Last Updated : 10 Nov, 2023
Improve
Improve
Like Article
Like
Save
Share
Report

What is NPA?

NPA is defined as the amount of loan or advance the repayment of which has been overdue for more than 90 days. Banks tend to lend money to the borrower, and the borrower is obligated to pay the pre-specified amount of interest along with the repayment of the principal amount. Non-performing assets are always seen as a risk to the bank and institutions, as they do not generate any income and can lead to losses. They are categorised into three types viz. substandard, Doubtful, or loss assets.

Key takeaways from NPA:

  • An asset is classified as NPA when the loans or advances have not been repaid by the borrower for at least 90 days.
  • NPAs have a significant impact on both the lending institution and the borrower, as they will affect the financial well-being of the lending institution.
  • To tackle the problem of increasing NPA, the government and the Reserve Bank of India have introduced various policies and methods to mitigate and reduce the amount of non-performing assets in the banking sector.

Full form of NPA

NPA stands for Non-Performing Asset. An asset is considered a NPA when the loans or advances have not been repaid by the borrower for at least 90 days. In other words, NPAs are loans that do not generate any income for the bank/financial institution because the borrower has failed to make payments of both the principal and interest of the loan, as per the loan schedule, hence they are considered NPA because they are unlikely to become productive again.

Types of NPA

NPA’s are classified under three major heads, viz. Substandard, Doubtful and Loss assets. This recognition of assets is usually drafted after conducting inspections, assessments and audits of these assets in line with guidelines statutory and regulatory guidelines as issued by the Reserve Bank of India RBI).

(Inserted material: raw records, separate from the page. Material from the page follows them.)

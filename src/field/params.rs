use crate::foundation::core::Point;
use crate::foundation::math::is_near_zero;

/// Which vector field drives the warp.
#[derive(
    Clone, Copy, Debug, Default, PartialEq, Eq, Hash, serde::Serialize, serde::Deserialize,
)]
#[serde(rename_all = "snake_case")]
pub enum FlowMode {
    /// Rotation around a center, falling off with distance.
    #[default]
    RadialSwirl,
    /// Push along a direction, strongest on the axis through the center.
    DirectionalFlow,
    /// Expanding wave, local field and trailing wake of a moving projectile.
    ProjectileWake,
}

impl FlowMode {
    /// Mode for a host choice index (`0`, `1`, `2`).
    pub fn from_index(index: i32) -> Option<Self> {
        match index {
            0 => Some(FlowMode::RadialSwirl),
            1 => Some(FlowMode::DirectionalFlow),
            2 => Some(FlowMode::ProjectileWake),
            _ => None,
        }
    }

    pub fn index(self) -> i32 {
        match self {
            FlowMode::RadialSwirl => 0,
            FlowMode::DirectionalFlow => 1,
            FlowMode::ProjectileWake => 2,
        }
    }
}

/// Immutable parameter snapshot for one render call.
///
/// Every position and distance is in destination pixel space and already resolution-scaled.
#[derive(Clone, Copy, Debug, PartialEq, serde::Serialize, serde::Deserialize)]
#[serde(default)]
pub struct FieldParams {
    /// Swirl strength in radians at the center; also scales the wave and local wake layers.
    pub intensity: f64,
    pub center: Point,
    pub radius: f64,
    /// Distance over which the swirl angle falls off by `1/e`.
    pub decay: f64,
    pub flow_direction_deg: f64,
    pub flow_strength: f64,
    pub wake_width: f64,
    pub vortex_spacing: f64,
    pub mode: FlowMode,
    pub projectile_start: Point,
    pub projectile_end: Point,
    /// Frames the projectile needs for one start-to-end traversal.
    pub projectile_speed: f64,
    pub projectile_radius: f64,
    pub wake_decay: f64,
    pub current_time: f64,
}

impl Default for FieldParams {
    fn default() -> Self {
        Self {
            intensity: 1.0,
            center: Point::new(960.0, 540.0),
            radius: 200.0,
            decay: 100.0,
            flow_direction_deg: 0.0,
            flow_strength: 1.0,
            wake_width: 50.0,
            vortex_spacing: 80.0,
            mode: FlowMode::RadialSwirl,
            projectile_start: Point::new(192.0, 540.0),
            projectile_end: Point::new(1728.0, 540.0),
            projectile_speed: 30.0,
            projectile_radius: 80.0,
            wake_decay: 0.5,
            current_time: 0.0,
        }
    }
}

impl FieldParams {
    /// Radial swirl around `center`, other fields at their defaults.
    pub fn radial(center: Point, intensity: f64, decay: f64) -> Self {
        Self {
            intensity,
            center,
            decay,
            mode: FlowMode::RadialSwirl,
            ..Self::default()
        }
    }

    /// Return `true` when the warp changes at least one pixel.
    pub fn is_active(&self) -> bool {
        !is_identity(self.intensity, self.flow_strength, self.mode)
    }
}

/// Bypass query: `true` when the given controls leave the image untouched.
///
/// Radial swirl only looks at `intensity`; the other modes are identity when both `intensity` and
/// `flow_strength` are within `0.001` of zero.
pub fn is_identity(intensity: f64, flow_strength: f64, mode: FlowMode) -> bool {
    match mode {
        FlowMode::RadialSwirl => is_near_zero(intensity),
        FlowMode::DirectionalFlow | FlowMode::ProjectileWake => {
            is_near_zero(intensity) && is_near_zero(flow_strength)
        }
    }
}

#[cfg(test)]
#[path = "../../tests/unit/field/params.rs"]
mod tests;
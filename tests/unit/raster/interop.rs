use super::*;

#[test]
fn rgba8_image_keeps_samples() {
    let img = image::RgbaImage::from_raw(2, 1, vec![1, 2, 3, 4, 5, 6, 7, 8]).unwrap();
    let buf = RasterBuf::from_image(&img).unwrap();
    assert_eq!(buf.channels(), 4);
    assert_eq!(buf.bounds(), RectI::from_size(2, 1));
    assert_eq!(buf.get(1, 0), Some(&[5u8, 6, 7, 8][..]));
    let back: image::RgbaImage = buf.to_image().unwrap();
    assert_eq!(back, img);
}

#[test]
fn to_image_rejects_channel_mismatch() {
    let buf = RasterBuf::<u8>::new(RectI::from_size(2, 2), 3).unwrap();
    assert!(buf.to_image::<Rgba<u8>>().is_err());
    assert!(buf.to_image::<Rgb<u8>>().is_ok());
}

#[test]
fn dynamic_images_keep_their_depth() {
    let luma16 = DynamicImage::ImageLuma16(ImageBuffer::from_raw(1, 1, vec![500u16]).unwrap());
    let raster = OwnedRaster::from_dynamic(&luma16).unwrap();
    assert_eq!(raster.depth(), BitDepth::U16);
    assert_eq!(raster.channels(), 1);

    let la8 = DynamicImage::ImageLumaA8(ImageBuffer::from_raw(1, 1, vec![10u8, 20]).unwrap());
    let raster = OwnedRaster::from_dynamic(&la8).unwrap();
    assert_eq!(raster.channels(), 4);
    match &raster {
        OwnedRaster::U8(b) => assert_eq!(b.data(), &[10, 10, 10, 20]),
        other => panic!("unexpected depth {:?}", other.depth()),
    }
}

#[test]
fn round_trip_through_dynamic_image() {
    let img = DynamicImage::ImageRgb32F(
        ImageBuffer::from_raw(2, 1, vec![0.0f32, 0.5, 1.0, 0.25, 0.75, 0.125]).unwrap(),
    );
    let raster = OwnedRaster::from_dynamic(&img).unwrap();
    assert_eq!(raster.as_raster_ref().depth(), BitDepth::F32);
    assert_eq!(raster.clone().into_dynamic().unwrap(), img);
}

#[test]
fn single_channel_float_has_no_dynamic_form() {
    let raster = OwnedRaster::new(BitDepth::F32, RectI::from_size(1, 1), 1).unwrap();
    assert!(raster.into_dynamic().unwrap_err().is_unsupported());
}
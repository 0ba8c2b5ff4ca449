use crate::field::params::FlowMode;
use crate::foundation::error::{WarpError, WarpResult};
use crate::raster::sample::BitDepth;

/// Packed 8-bit swirl request handed to an accelerator.
///
/// `src` and `dst` hold `height` rows of `width * channels` samples with no padding. The center
/// is relative to the first sample of the buffers.
#[derive(Debug)]
pub struct SwirlJob<'a> {
    pub dst: &'a mut [u8],
    pub src: &'a [u8],
    pub width: u32,
    pub height: u32,
    pub center_x: f32,
    pub center_y: f32,
    pub intensity: f32,
    pub decay: f32,
    pub channels: usize,
}

/// Device resources held for a single render call. Released on drop.
pub trait AcceleratorSession {
    /// Warp `job.src` into `job.dst` in place.
    fn process_swirl(&mut self, job: SwirlJob<'_>) -> WarpResult<()>;
}

/// Optional hardware path for the radial swirl on 8-bit images.
///
/// Implementations are queried once per call. A session never outlives the call that opened it.
pub trait Accelerator: Send + Sync {
    /// Short name used in logs.
    fn name(&self) -> &str;

    /// Capability query. When `false`, [`Accelerator::open_session`] must fail.
    fn is_available(&self) -> bool;

    /// Acquire device resources for one call.
    fn open_session(&self) -> WarpResult<Box<dyn AcceleratorSession + '_>>;
}

/// Placeholder accelerator that is never available.
#[derive(Clone, Copy, Debug, Default)]
pub struct UnavailableAccelerator;

impl Accelerator for UnavailableAccelerator {
    fn name(&self) -> &str {
        "unavailable"
    }

    fn is_available(&self) -> bool {
        false
    }

    fn open_session(&self) -> WarpResult<Box<dyn AcceleratorSession + '_>> {
        Err(WarpError::unsupported("no accelerator is available"))
    }
}

/// Caller preference for the processing path.
#[derive(
    Clone, Copy, Debug, Default, PartialEq, Eq, Hash, serde::Serialize, serde::Deserialize,
)]
#[serde(rename_all = "snake_case")]
pub enum BackendPreference {
    /// Use the accelerator when the call is eligible, otherwise the CPU.
    #[default]
    Auto,
    /// Always the tiled CPU path.
    Cpu,
    /// Require the accelerator; ineligible calls fail.
    Accelerated,
}

/// Path a call was executed on.
#[derive(Clone, Copy, Debug, PartialEq, Eq, Hash, serde::Serialize, serde::Deserialize)]
#[serde(rename_all = "snake_case")]
pub enum BackendKind {
    /// Tiled multi-threaded CPU processing.
    Cpu,
    /// An [`Accelerator`] session.
    Accelerated,
}

/// Pick the processing path for one call.
///
/// The accelerator is eligible only for available devices, 8-bit samples, radial swirl and a
/// window that lies inside the source. `Auto` falls back to the CPU; `Accelerated` reports why it
/// cannot run.
pub fn select_backend(
    preference: BackendPreference,
    accelerator: Option<&dyn Accelerator>,
    depth: BitDepth,
    mode: FlowMode,
    window_in_source: bool,
) -> WarpResult<BackendKind> {
    if preference == BackendPreference::Cpu {
        return Ok(BackendKind::Cpu);
    }

    let blocker = match accelerator {
        None => Some("no accelerator configured".to_owned()),
        Some(a) if !a.is_available() => Some(format!("accelerator '{}' is not available", a.name())),
        Some(_) if depth != BitDepth::U8 => {
            Some(format!("accelerator only handles u8 samples, got {depth}"))
        }
        Some(_) if mode != FlowMode::RadialSwirl => {
            Some(format!("accelerator only handles radial swirl, got {mode:?}"))
        }
        Some(_) if !window_in_source => {
            Some("render window is not inside the source bounds".to_owned())
        }
        Some(_) => None,
    };

    match (preference, blocker) {
        (_, None) => Ok(BackendKind::Accelerated),
        (BackendPreference::Accelerated, Some(reason)) => Err(WarpError::unsupported(reason)),
        (_, Some(_)) => Ok(BackendKind::Cpu),
    }
}

#[cfg(test)]
#[path = "../../tests/unit/render/backend.rs"]
mod tests;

1. Substandard Assets: These are the assets which have remained NPA for a period less than or equal to 12 months. This category of assets suggests that the borrower has defaulted in the payment of loan, but the asset still has a time period to recover and turn back to be categorised as a performing asset.

2. Doubtful Assets: When a term loan, a lease asset, a hire purchase or any other category of asset has remained in the substandard category for a period of 12 months or more. This category shows that these assets have a high degree of uncertainty and there is a high risk that they might be converted into loss assets. Banks are directed to manage doubtful assets very carefully as they can create loss of an asset.

3. Loss Assets: These are those assets which are considered uncollectible and possess very little value. Although these assets could have some recovery value but they cannot continue as a bankable asset anymore. These assets are required to be written off, and in any case, they are still continued in the books of accounts 100% of the provision is required to be made as the banks have no or low value of collateral available with them.

How NPA Works?

Loans are not classified as NPA category until a considerable period of non-payment has passed. Banks/ Financial institutions have to consider all of the factors that may make a borrower late in making interest and principal payments and extend a grace period or restructure the loan schedule. Once a period of a month or so gets passed after non-payment of loan instalments, banks usually consider a loan overdue. Until the end of the grace period which is typically 90 days in case of non-payment, than only the loan is classified as Non-Performing Asset (NPA). Banks have to take all legal steps and attempt to collect the outstanding debt before foreclosing loan, or the bank has to attach whatever property or asset has been used to secure the loan. Banks use the collateral to pay off the loan and foreclose the loan.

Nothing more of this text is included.